Except for a day I caught a ride to baseball practice on the back of a friend’s Vespa-style scooter, I’ve never ridden a motorcycle. Yet I think vintage bikes, especially those with some well-earned patina, are gorgeous creations of mechanical sculpture, works of art in metal and leather. I’m in awe of those daredevils who used to race them around board tracks and dirt ovals, and envious of those who still get to ride them along our nation’s bygone byway roads.
It was from such a perspective that I drove from Phoenix to Las Vegas last week to attend two vintage motorcycle auctions, spending Thursday at Bonhams sale at Bally’s and Friday at the MidAmerica by Mecum sale at South Point.

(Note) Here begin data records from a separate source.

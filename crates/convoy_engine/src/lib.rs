pub mod coordinator;
pub mod geopoint;
pub mod model;
pub mod routing;
pub mod simulation;
pub mod view;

Andy Reid, our East Coast editor and a veteran motorcyclist, was on hand to cover the sales, so I was free to wander around with my camera and notebook.
Here are some photos (from MidAmerica by Mecum), followed by some observations, and more photos (from Bonhams) — oh, and my Mother was wrong, my cousin’s “motorcycle” marriage turned out to be a wonderful thing:
- If space is an issue, you can fit as many as four vintage bikes in the same square footage occupied by a single classic car.
- There is an exception — a motorcycle with sidecar — but that’s OK because vintage bikes with sidecars just look so very, very cool.
- I was amazed at how many brands of motorcycles I’d never heard of until last week.
- If money is an issue, prices being paid for vintage bikes are well below those for classic cars, but appear to be climbing at a nice rate.
- I like Larry Bowman’s and Allen Smith’s tastes in vintage bikes; both collectors were selling parts of their collections in Vegas.
- All those people on their knees next to the bikes aren’t praying, they’re just getting a closer look at the mechanical details.
- You don’t have to have a very long white beard to be drawn to vintage motorcycle sales, it just looks that way. Either that or there was a ZZ Top-lookalike convention going on at the same venues.